In seiner Keynote mit dem Titel „Co-adaptation: the key to a new generation of assistive robots“ wird Prof. Claudio Castellini die Herausforderungen und Chancen im Bereich der Assistenzrobotik für Patienten mit motorischen Störungen beleuchten. Prof. Castellini wird in seinem Vortrag aufzeigen, dass die Co-Adaptation, also die gemeinsame Anpassung von Benutzer und Roboter, der Schlüssel zur Verbesserung der Akzeptanz und Wirksamkeit von Assistenzrobotern ist. Dabei wird er auf die Bedeutung von Absichtserkennung, somatosensorischem Feedback und strukturierter Mensch-Roboter-Interaktion eingehen.
Prof. Castellini, Leiter des „Assistive Intelligent Robotics”-Lab an der Friedrich-Alexander-Universität Erlangen-Nürnberg (FAU), ist ein Experte auf dem Gebiet der Mensch-Maschine-Interaktion und des angewandten maschinellen Lernens. Seine Vision ist es, Künstliche Intelligenz enger an die menschliche Intelligenz zu koppeln, um die Lebensqualität von Menschen zu verbessern. „Künstliche Intelligenz ist heutzutage unglaublich populär: Sie löst Probleme, für die wir in der Vergangenheit keine Lösung hatten, aber sie scheitert auch hin und wieder spektakulär. Gleichzeitig behält sie einen irgendwie unmenschlichen Charakter. Meine Vision ist, dass KI eng an die menschliche Intelligenz gekoppelt sein muss – eine KI sollte von Menschen lernen, während diese ihre täglichen Aufgaben erledigen, und sich an die Wünsche und Bedürfnisse dieser anpassen”, erklärt Prof. Castellini.

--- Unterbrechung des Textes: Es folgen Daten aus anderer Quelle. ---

use serde_json::{json, Value};

use super::*;
use crate::model::*;
use crate::records::*;

const H: Ms = 3_600_000;
/// 2022-01-01T00:00:00Z
const DAY_ONE: Ms = 1_640_995_200_000;

/// Slot JSON as the availability endpoint sends it, hours relative to DAY_ONE.
fn slot_json(start_h: i64, end_h: i64, kind: &str) -> Value {
    json!({
        "dataObject": { "slotType": kind },
        "startTime": ms_to_datetime(DAY_ONE + start_h * H).to_rfc3339(),
        "endTime": ms_to_datetime(DAY_ONE + end_h * H).to_rfc3339(),
    })
}

fn availability_json(id: &str, slots: Vec<Value>) -> AvailabilityRecord {
    serde_json::from_value(json!({
        "startDateTime": "2022-01-01T00:00:00.000Z",
        "endDateTime": "2022-01-10T00:00:00.000Z",
        "dimensionId": id,
        "timeSlots": slots,
    }))
    .unwrap()
}

fn resources_json(rows: Value) -> Vec<ResourceRecord> {
    serde_json::from_value(rows).unwrap()
}

fn day_one_window() -> Span {
    Span::new(DAY_ONE, DAY_ONE + 24 * H)
}

// ── Full pipeline ────────────────────────────────────────

#[test]
fn timelines_are_merged_and_closed_resources_dropped() {
    let mut result = ResourceResult::new(resources_json(json!([
        { "Id": "Id 1", "Name": "Name 1" },
        { "Id": "Id 2", "Name": "Name 2" },
    ])))
    .with_window(day_one_window());

    result
        .add_availability_slot_data(&[
            availability_json(
                "Id 1",
                vec![
                    slot_json(0, 8, "Closed"),
                    slot_json(8, 16, "Open"),
                    slot_json(16, 24, "Closed"),
                    slot_json(6, 12, "Reservation"),
                ],
            ),
            availability_json("Id 2", vec![slot_json(0, 24, "Closed")]),
        ])
        .unwrap();

    assert_eq!(result.number_of_resources(), 1);
    let one = result.get_resource_by_id("Id 1").unwrap();
    let slots = one.time_slots();
    assert_eq!(slots.len(), 4);
    let expect = [
        (0, 8, SlotKind::Closed),
        (8, 12, SlotKind::Reservation),
        (12, 16, SlotKind::Open),
        (16, 24, SlotKind::Closed),
    ];
    for (slot, (s, e, kind)) in slots.iter().zip(expect) {
        assert_eq!(slot.kind, kind);
        assert_eq!(slot.span.start, DAY_ONE + s * H);
        assert_eq!(slot.span.end, DAY_ONE + e * H);
    }
    assert_eq!(
        slots[0].span.start_datetime().to_rfc3339_opts(chrono::SecondsFormat::Millis, true),
        "2022-01-01T00:00:00.000Z"
    );
    assert_eq!(
        slots[3].span.end_datetime().to_rfc3339_opts(chrono::SecondsFormat::Millis, true),
        "2022-01-02T00:00:00.000Z"
    );

    // Fully closed so should be filtered out
    assert!(result.get_resource_by_id("Id 2").is_none());
}

#[test]
fn without_window_the_record_period_bounds_the_timeline() {
    let mut result = ResourceResult::new(resources_json(json!([{ "Id": "Id 1", "Name": "Name 1" }])));
    result
        .add_availability_slot_data(&[availability_json("Id 1", vec![slot_json(8, 16, "Open")])])
        .unwrap();
    let tl = result.get_resource_by_id("Id 1").unwrap().timeline().unwrap();
    assert_eq!(tl.period(), Some(Span::new(DAY_ONE, DAY_ONE + 9 * 24 * H)));
    assert_eq!(tl.len(), 3);
}

#[test]
fn inverted_record_period_is_rejected() {
    let mut result = ResourceResult::new(resources_json(json!([{ "Id": "Id 1", "Name": "Name 1" }])));
    let record: AvailabilityRecord = serde_json::from_value(json!({
        "startDateTime": "2022-01-10T00:00:00.000Z",
        "endDateTime": "2022-01-01T00:00:00.000Z",
        "dimensionId": "Id 1",
        "timeSlots": [slot_json(8, 16, "Open")],
    }))
    .unwrap();

    let err = result.add_availability_slot_data(&[record]).unwrap_err();
    assert_eq!(
        err,
        EngineError::InvalidPeriod {
            start: DAY_ONE + 9 * 24 * H,
            end: DAY_ONE,
        }
    );
    assert!(result.get_resource_by_id("Id 1").unwrap().timeline().is_none());
}

#[test]
fn window_outside_record_period_prunes() {
    let mut result = ResourceResult::new(resources_json(json!([{ "Id": "Id 1", "Name": "Name 1" }])))
        .with_window(Span::new(DAY_ONE + 20 * 24 * H, DAY_ONE + 21 * 24 * H));
    result
        .add_availability_slot_data(&[availability_json("Id 1", vec![slot_json(0, 24, "Open")])])
        .unwrap();
    assert!(result.is_empty());
}

#[test]
fn hierarchy_survives_pruning_as_stale_ids() {
    let mut result = ResourceResult::new(resources_json(json!([
        { "Id": "A", "Name": "Building", "B25__Parent__c": null },
        { "Id": "B", "Name": "Floor", "B25__Parent__c": "A" },
        { "Id": "C", "Name": "Annex", "B25__Parent__c": "missing" },
    ])));
    result.compute_tree_structure();

    assert_eq!(result.children_of("A").iter().map(|r| r.id.as_str()).collect::<Vec<_>>(), vec!["B"]);
    assert_eq!(result.parent_of("B").map(|r| r.id.as_str()), Some("A"));
    assert!(result.parent_of("C").is_none());
    let roots: Vec<&str> = result.roots().map(|r| r.id.as_str()).collect();
    assert_eq!(roots, vec!["A", "C"]);

    result
        .add_availability_slot_data(&[availability_json("B", vec![slot_json(0, 24, "Closed")])])
        .unwrap();

    // Raw links are not repaired; resolved accessors skip the removed child.
    assert_eq!(result.get_resource_by_id("A").unwrap().child_ids(), ["B".to_string()]);
    assert!(result.children_of("A").is_empty());
}

#[test]
fn removing_a_parent_turns_children_into_roots() {
    let mut result = ResourceResult::new(resources_json(json!([
        { "Id": "A", "Name": "Building" },
        { "Id": "B", "Name": "Floor", "B25__Parent__c": "A" },
    ])));
    result.compute_tree_structure();
    result
        .add_availability_slot_data(&[availability_json("A", vec![slot_json(0, 24, "Closed")])])
        .unwrap();
    assert_eq!(result.get_resource_by_id("B").unwrap().parent(), Some("A"));
    assert!(result.parent_of("B").is_none());
    assert_eq!(result.roots().map(|r| r.id.as_str()).collect::<Vec<_>>(), vec!["B"]);
}

#[test]
fn dnf_filter_over_record_fields() {
    let mut result = ResourceResult::new(resources_json(json!([
        { "Id": "1", "Name": "X", "B25__Resource_Type__c": "Z", "B25__Active__c": false },
        { "Id": "2", "Name": "W", "B25__Resource_Type__c": "Y", "B25__Active__c": true },
        { "Id": "3", "Name": "V", "B25__Resource_Type__c": "Y", "B25__Active__c": false },
    ])));
    result.filter_on_conditions(&[
        vec![Condition::equals(FIELD_NAME, "X")],
        vec![
            Condition::equals(FIELD_RESOURCE_TYPE, "Y"),
            Condition::equals("B25__Active__c", true),
        ],
    ]);
    assert_eq!(result.resource_ids(), vec!["1", "2"]);
}

#[test]
fn services_attach_after_availability() {
    let mut result = ResourceResult::new(resources_json(json!([
        { "Id": "Id 1", "Name": "Name 1" },
        { "Id": "Id 2", "Name": "Name 2" },
    ])))
    .with_window(day_one_window());
    result
        .add_availability_slot_data(&[
            availability_json("Id 1", vec![slot_json(0, 24, "Open")]),
            availability_json("Id 2", vec![slot_json(0, 24, "Closed")]),
        ])
        .unwrap();

    let services: Vec<ServiceAvailabilityRecord> = serde_json::from_value(json!([
        {
            "dimensionId": "Id 1",
            "services": [
                { "service": { "Id": "coffee" }, "timeSlots": [
                    { "dataObject": { "slotType": "Open", "quantity": 10 },
                      "startTime": "2022-01-01T00:00:00.000Z", "endTime": "2022-01-02T00:00:00.000Z" }
                ]},
                { "service": { "Id": "beamer" }, "timeSlots": [
                    { "dataObject": { "slotType": "Open", "quantity": 0 },
                      "startTime": "2022-01-01T00:00:00.000Z", "endTime": "2022-01-02T00:00:00.000Z" }
                ]}
            ]
        },
        { "dimensionId": "Id 2", "services": [{ "service": { "Id": "coffee" }, "timeSlots": [] }] }
    ]))
    .unwrap();
    result.add_service_slot_data(&services);

    let one = result.get_resource_by_id("Id 1").unwrap();
    assert_eq!(one.services().count(), 2);
    let available: Vec<&str> = one.available_services().map(|s| s.id.as_str()).collect();
    assert_eq!(available, vec!["coffee"]);
    assert!(result.get_resource_by_id("Id 2").is_none());
}

#[test]
fn filter_order_does_not_matter() {
    let records = resources_json(json!([
        { "Id": "1", "Name": "A", "B25__Floor__c": 1 },
        { "Id": "2", "Name": "B", "B25__Floor__c": 2 },
        { "Id": "3", "Name": "C", "B25__Floor__c": 3 },
    ]));
    let first = vec![Condition::greater_than("B25__Floor__c", 1)];
    let second = vec![Condition::not_equals(FIELD_NAME, "C")];

    let mut a = ResourceResult::new(records.clone());
    a.filter_on_conditions(&[first.clone()]);
    a.filter_on_conditions(&[second.clone()]);

    let mut b = ResourceResult::new(records);
    b.filter_on_conditions(&[second]);
    b.filter_on_conditions(&[first]);

    assert_eq!(a.resource_ids(), b.resource_ids());
    assert_eq!(a.resource_ids(), vec!["2"]);
}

Ein Schwerpunkt seiner Forschung liegt auf der Verbesserung von Armprothesen und der Entwicklung von Schnittstellen, die es Amputierten ermöglichen, ihre Prothesen präzise zu steuern. „Das Hauptproblem für eine funktionellere Arm-/Handprothese ist immer noch das Steuerungssystem, d. h. die Mensch-Maschine-Schnittstelle“, betont Prof. Castellini. „Die Prothese muss benutzerfreundlich und einfach in der Bedienung sein, und sie muss Tag für Tag lernen, was sie tun soll. Das ist das Wesentliche in einer Mensch-Maschine-Interaktion, einer Interaktion, die sorgfältig studiert, geplant und entworfen werden muss, um dem Benutzer die bestmögliche Erfahrung und schließlich ein Gerät mit perfekter Kontrolle zu bieten.”